This event will see the artists Lawrence Lek and Alex Anikina talk about their film and video-based practice. Lawrence Lek will talk about his use of fictional artists to explore the politics of creativity with a focus on his recent work Geomancerwhich features an AI that wants to become an artist. Alex Anikina will explore the ideas of automation and liveness in posthuman cinema with reference to her research and artistic practice in algorithmic generative film. Before the talks, there will be a screening of Geomancer starting at 6.15pm.

The event is part of a series designed to bring together artists, developers, designers, technologists and industry professionals to discuss the applications of artificial intelligence in the creative industries.


Lawrence Lek, Artist, lawrencelek.com

"First-Person: Fictional Artists and Non-human Authors"

Who will the artists of the future be? When AIs attain superhuman levels of creativity, will we embrace or exile these non-human creators? In Lek's science fiction film Geomancer, an international group of pro-human activists formulate the 'Anti-AI Art Law' because of their fears about the rise of creative AIs. While banning AIs from galleries, literary awards and art prizes might seem excessive, it might not be so far from reality. As automated digital technologies extend traditional notions of authorship, creativity in the new millennium will become an increasingly political frontier.

Using his most recent film Geomancer and other examples from his virtual worlds, Lawrence Lek will trace the development of his use of fictional artists to explore the politics of creativity. Drawing from his background in architecture, music and filmmaking, these works use video game engines to re-imagine real places within science fiction scenarios. These virtual worlds include Berlin Mirror: 2042 Retrospective (KW Berlin, 2016); QE3(Tramway, Glasgow International, 2016); Geomancer (Singapore, Jerwood/FVU Awards 2017); and Play Station (Art Night, London, 2017). The talk will also explore how digital artworks – themselves symptomatic of a neoliberal shift towards the experience economy - enable artists to construct new narrative forms that both celebrate and critique technology.

CREDIT: Geomancer was commissioned for the Jerwood/FVU Awards 2017.

Lawrence Lek is an artist based in London. He creates speculative worlds and site-specific simulations using gaming software, video, installation and performance. Often based on real places and fictional scenarios, his digital environments reflect the impact of the virtual on our perception of reality. Recent exhibitions include: Play Station, Art Night, London (2017); HyperPavilion, Venice Biennial 2017; Glasgow International, Tramway, Glasgow (2016); SeMA Biennale Mediacity Seoul 2016, Seoul Museum of Art, Seoul (2016); Missed Connections, Julia Stoschek Collection, Düsseldorf (2016); Secret Surface, KW Institute for Contemporary Art, Berlin (2016); and The Uncanny Valley, Wysing Arts Centre, Cambridge (2015).
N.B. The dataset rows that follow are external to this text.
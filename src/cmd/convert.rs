//! Convert command - expand a "Recibidos" export into the Holistor import file

use super::InputArgs;
use crate::core::{transform, OutputRow};
use crate::holistor::{self, HolistorRow, FIRST_AMOUNT_COLUMN};
use clap::Args;
use std::fs::{self, File};
use std::io::{self, BufWriter};
use std::path::{Path, PathBuf};
use tabled::{
    settings::{object::Columns, Alignment, Modify, Style},
    Table,
};

#[derive(Args, Debug)]
pub struct ConvertCommand {
    #[command(flatten)]
    input: InputArgs,

    /// Output file: .xlsx for a workbook, any other name for CSV ("-" for CSV on stdout)
    #[arg(short, long, default_value = "Recibidos_salida.xlsx")]
    output: PathBuf,

    /// Print the first N output rows as a table
    #[arg(long)]
    preview: Option<usize>,
}

impl ConvertCommand {
    pub fn exec(&self) -> anyhow::Result<()> {
        let records = self.input.read_records()?;
        let batch = transform(&records, self.input.capabilities())?;

        let to_stdout = self.output.as_os_str() == "-";
        if let Some(limit) = self.preview {
            let table = preview_table(&batch.rows, limit);
            if to_stdout {
                eprintln!("{}", table);
            } else {
                println!("{}", table);
            }
        }

        if to_stdout {
            return holistor::write_csv(&batch.rows, io::stdout());
        }

        if is_xlsx(&self.output) {
            fs::write(&self.output, holistor::xlsx_bytes(&batch.rows)?)?;
        } else {
            let file = File::create(&self.output)?;
            holistor::write_csv(&batch.rows, BufWriter::new(file))?;
        }
        log::info!(
            "Wrote {} rows to {}",
            batch.rows.len(),
            self.output.display()
        );
        Ok(())
    }
}

fn is_xlsx(path: &Path) -> bool {
    path.extension().is_some_and(|ext| ext.eq_ignore_ascii_case("xlsx"))
}

fn preview_table(rows: &[OutputRow], limit: usize) -> String {
    let preview: Vec<HolistorRow> = rows.iter().take(limit).map(HolistorRow::from).collect();
    Table::new(preview)
        .with(Style::rounded())
        .with(Modify::new(Columns::new(FIRST_AMOUNT_COLUMN..)).with(Alignment::right()))
        .to_string()
}
/// Evaluates a builtin at shader-creation time. The arguments have already been converted to the
/// parameter types of the overload, and `ty` is its return type.
pub fn const_eval(types: &mut Types, name: &str, args: &[ConstantValue], ty: TypeId) -> EvalResult {
    let float = |value: &ConstantValue| value.as_float().unwrap_or_default();
    let unary = |types: &mut Types, f: &dyn Fn(f64) -> Result<f64, String>| {
        let arg = &args[0];
        arg.map(types, ty, &mut |value| {
            let scalar = value.scalar().expect("scalar");
            let result = f(float(value))?;
            if !result.is_finite() {
                return Err(format!(
                    "'{name}({})' cannot be represented as '{}'",
                    value.plain(),
                    scalar.name()
                ));
            }
            Ok(ConstantValue::from_f64(scalar, result))
        })
    };
    let domain = |condition: bool, message: &str| -> Result<(), String> {
        if condition {
            Ok(())
        } else {
            Err(format!("{name} must be called with a value {message}"))
        }
    };

    match name {
        "abs" => args[0].map(types, ty, &mut |value| {
            Ok(match value {
                ConstantValue::AbstractInt(x) => ConstantValue::AbstractInt(x.wrapping_abs()),
                ConstantValue::I32(x) => ConstantValue::I32(x.wrapping_abs()),
                ConstantValue::U32(x) => ConstantValue::U32(*x),
                other => ConstantValue::from_f64(other.scalar().expect("scalar"), float(other).abs()),
            })
        }),
        "sign" => args[0].map(types, ty, &mut |value| {
            let scalar = value.scalar().expect("scalar");
            let x = float(value);
            let sign = if x > 0.0 { 1.0 } else if x < 0.0 { -1.0 } else { 0.0 };
            Ok(ConstantValue::from_f64(scalar, sign))
        }),
        "min" | "max" | "step" | "atan2" | "pow" => {
            let (a, b) = (&args[0], &args[1]);
            a.zip(b, types, ty, &mut |x, y| {
                let scalar = x.scalar().expect("scalar");
                if let (Some(i), Some(j)) = (x.as_int(), y.as_int()) {
                    let pick = if name == "min" { i.min(j) } else { i.max(j) };
                    return Ok(ConstantValue::from_i64(scalar, pick));
                }
                let (i, j) = (float(x), float(y));
                let result = match name {
                    "min" => i.min(j),
                    "max" => i.max(j),
                    "step" => {
                        if j >= i {
                            1.0
                        } else {
                            0.0
                        }
                    },
                    "atan2" => i.atan2(j),
                    _ => i.powf(j),
                };
                if !result.is_finite() {
                    return Err(format!(
                        "'{name}({}, {})' cannot be represented as '{}'",
                        x.plain(),
                        y.plain(),
                        scalar.name()
                    ));
                }
                Ok(ConstantValue::from_f64(scalar, result))
            })
        },
        "clamp" => {
            let low = args[0].zip(&args[1], types, ty, &mut |x, low| max_of(x, low))?;
            low.zip(&args[2], types, ty, &mut |x, high| min_of(x, high))
        },
        "floor" => unary(types, &|x| Ok(x.floor())),
        "ceil" => unary(types, &|x| Ok(x.ceil())),
        "round" => unary(types, &|x| Ok(x.round_ties_even())),
        "trunc" => unary(types, &|x| Ok(x.trunc())),
        "fract" => unary(types, &|x| Ok(x - x.floor())),
        "sqrt" => unary(types, &|x| domain(x >= 0.0, ">= 0").map(|()| x.sqrt())),
        "inverseSqrt" => unary(types, &|x| domain(x > 0.0, "> 0").map(|()| 1.0 / x.sqrt())),
        "log" => unary(types, &|x| domain(x > 0.0, "> 0").map(|()| x.ln())),
        "log2" => unary(types, &|x| domain(x > 0.0, "> 0").map(|()| x.log2())),
        "exp" => unary(types, &|x| Ok(x.exp())),
        "exp2" => unary(types, &|x| Ok(x.exp2())),
        "sin" => unary(types, &|x| Ok(x.sin())),
        "cos" => unary(types, &|x| Ok(x.cos())),
        "tan" => unary(types, &|x| Ok(x.tan())),
        "sinh" => unary(types, &|x| Ok(x.sinh())),
        "cosh" => unary(types, &|x| Ok(x.cosh())),
        "tanh" => unary(types, &|x| Ok(x.tanh())),
        "asin" => unary(types, &|x| {
            domain((-1.0..=1.0).contains(&x), "in the range [-1 .. 1] (inclusive)").map(|()| x.asin())
        }),
        "acos" => unary(types, &|x| {
            domain((-1.0..=1.0).contains(&x), "in the range [-1 .. 1] (inclusive)").map(|()| x.acos())
        }),
        "atan" => unary(types, &|x| Ok(x.atan())),
        "saturate" => unary(types, &|x| Ok(x.clamp(0.0, 1.0))),
        "radians" => unary(types, &|x| Ok(x.to_radians())),
        "degrees" => unary(types, &|x| Ok(x.to_degrees())),
        "countOneBits" | "reverseBits" | "countLeadingZeros" | "countTrailingZeros" => {
            args[0].map(types, ty, &mut |value| {
                let scalar = value.scalar().expect("scalar");
                let bits = value.as_int().unwrap_or_default() as u32;
                let result = match name {
                    "countOneBits" => bits.count_ones(),
                    "reverseBits" => bits.reverse_bits(),
                    "countLeadingZeros" => bits.leading_zeros(),
                    _ => bits.trailing_zeros(),
                };
                Ok(match scalar {
                    Scalar::U32 => ConstantValue::U32(result),
                    _ => ConstantValue::I32(result as i32),
                })
            })
        },
        "all" | "any" => Ok(ConstantValue::Bool(args[0].all_or_any(name == "all"))),
        "select" => {
            let (f, t, condition) = (&args[0], &args[1], &args[2]);
            match condition {
                ConstantValue::Bool(true) => Ok(t.clone()),
                ConstantValue::Bool(false) => Ok(f.clone()),
                _ => {
                    let conditions = condition.elements().unwrap_or_default();
                    let (fs, ts) = (f.elements().unwrap_or_default(), t.elements().unwrap_or_default());
                    let elements = conditions
                        .iter()
                        .zip(fs.iter().zip(ts.iter()))
                        .map(|(c, (f, t))| if c.as_bool() == Some(true) { t.clone() } else { f.clone() })
                        .collect();
                    Ok(ConstantValue::Composite { ty, elements })
                },
            }
        },
        "dot" => {
            let scalar = scalar_of(&*types, &args[0]);
            let (a, b) = (args[0].elements().unwrap_or_default(), args[1].elements().unwrap_or_default());
            if scalar.is_integer() {
                let mut sum: i128 = 0;
                for (x, y) in a.iter().zip(b.iter()) {
                    sum += i128::from(x.as_int().unwrap_or_default()) * i128::from(y.as_int().unwrap_or_default());
                }
                if scalar == Scalar::AbstractInt && i64::try_from(sum).is_err() {
                    return Err(format!("'dot' result cannot be represented as '{}'", scalar.name()));
                }
                return Ok(ConstantValue::from_i64(scalar, sum as i64));
            }
            let sum: f64 = a.iter().zip(b.iter()).map(|(x, y)| float(x) * float(y)).sum();
            finite(name, scalar, sum)
        },
        "length" | "distance" | "normalize" => {
            let scalar = scalar_of(&*types, &args[0]);
            let difference: Vec<f64> = match name {
                "distance" => {
                    let (a, b) = (&args[0], &args[1]);
                    match (a.elements(), b.elements()) {
                        (Some(a), Some(b)) => a.iter().zip(b.iter()).map(|(x, y)| float(x) - float(y)).collect(),
                        _ => vec![float(a) - float(b)],
                    }
                },
                _ => match args[0].elements() {
                    Some(elements) => elements.iter().map(float).collect(),
                    None => vec![float(&args[0])],
                },
            };
            let length = difference.iter().map(|x| x * x).sum::<f64>().sqrt();
            if name != "normalize" {
                return finite(name, scalar, length);
            }
            if length == 0.0 {
                return Err("zero length vector can not be normalized".into());
            }
            let elements = difference
                .into_iter()
                .map(|x| finite(name, scalar, x / length))
                .collect::<Result<_, _>>()?;
            Ok(ConstantValue::Composite { ty, elements })
        },
        "cross" => {
            let scalar = scalar_of(&*types, &args[0]);
            let a: Vec<f64> = args[0].elements().unwrap_or_default().iter().map(float).collect();
            let b: Vec<f64> = args[1].elements().unwrap_or_default().iter().map(float).collect();
            let (&[a0, a1, a2], &[b0, b1, b2]) = (a.as_slice(), b.as_slice()) else {
                panic!("cross product of non-3-component vectors");
            };
            let elements = [a1 * b2 - a2 * b1, a2 * b0 - a0 * b2, a0 * b1 - a1 * b0]
                .into_iter()
                .map(|x| finite(name, scalar, x))
                .collect::<Result<_, _>>()?;
            Ok(ConstantValue::Composite { ty, elements })
        },
        "transpose" => {
            let columns: Vec<&[ConstantValue]> = args[0]
                .elements()
                .unwrap_or_default()
                .iter()
                .map(|column| column.elements().unwrap_or_default())
                .collect();
            let rows = columns.first().map_or(0, |column| column.len());
            let column_ty = super::constant::element_type(types, ty);
            let elements = (0..rows)
                .map(|r| ConstantValue::Composite {
                    ty: column_ty,
                    elements: columns.iter().map(|column| column[r].clone()).collect(),
                })
                .collect();
            Ok(ConstantValue::Composite { ty, elements })
        },
        "determinant" => {
            let scalar = scalar_of(&*types, &args[0]);
            let matrix: Vec<Vec<f64>> = args[0]
                .elements()
                .unwrap_or_default()
                .iter()
                .map(|column| column.elements().unwrap_or_default().iter().map(float).collect())
                .collect();
            finite(name, scalar, determinant(&matrix))
        },
        _ => panic!("builtin '{name}' has no constant evaluation rule"),
    }
}

fn scalar_of(types: &Types, value: &ConstantValue) -> Scalar {
    types.deepest_scalar(value.ty()).expect("builtin argument without a scalar type")
}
Lek received the Jerwood / Film & Video Umbrella Award in 2017, and the Dazed Emerging Artist Award in 2015.


Alex Anikina, Artist-researcher, red-in-blue.com

"Automation and liveness in posthuman cinema"

How to approach the idea of posthuman cinema? Anikina's research and recent artistic practice deal with the notion of algorithmic generative film - a concept bringing together the computational and the filmic cultures in order to suggest a hybrid form of moving image that creates space for technological empathy and affect. Drawing on philosophers of technology, media studies and critical posthumanities, this talk will introduce the philosophical dilemmas that we encounter when we speak about "living" and "thinking" machines, and the ones that arise when these machines produce and exchange images.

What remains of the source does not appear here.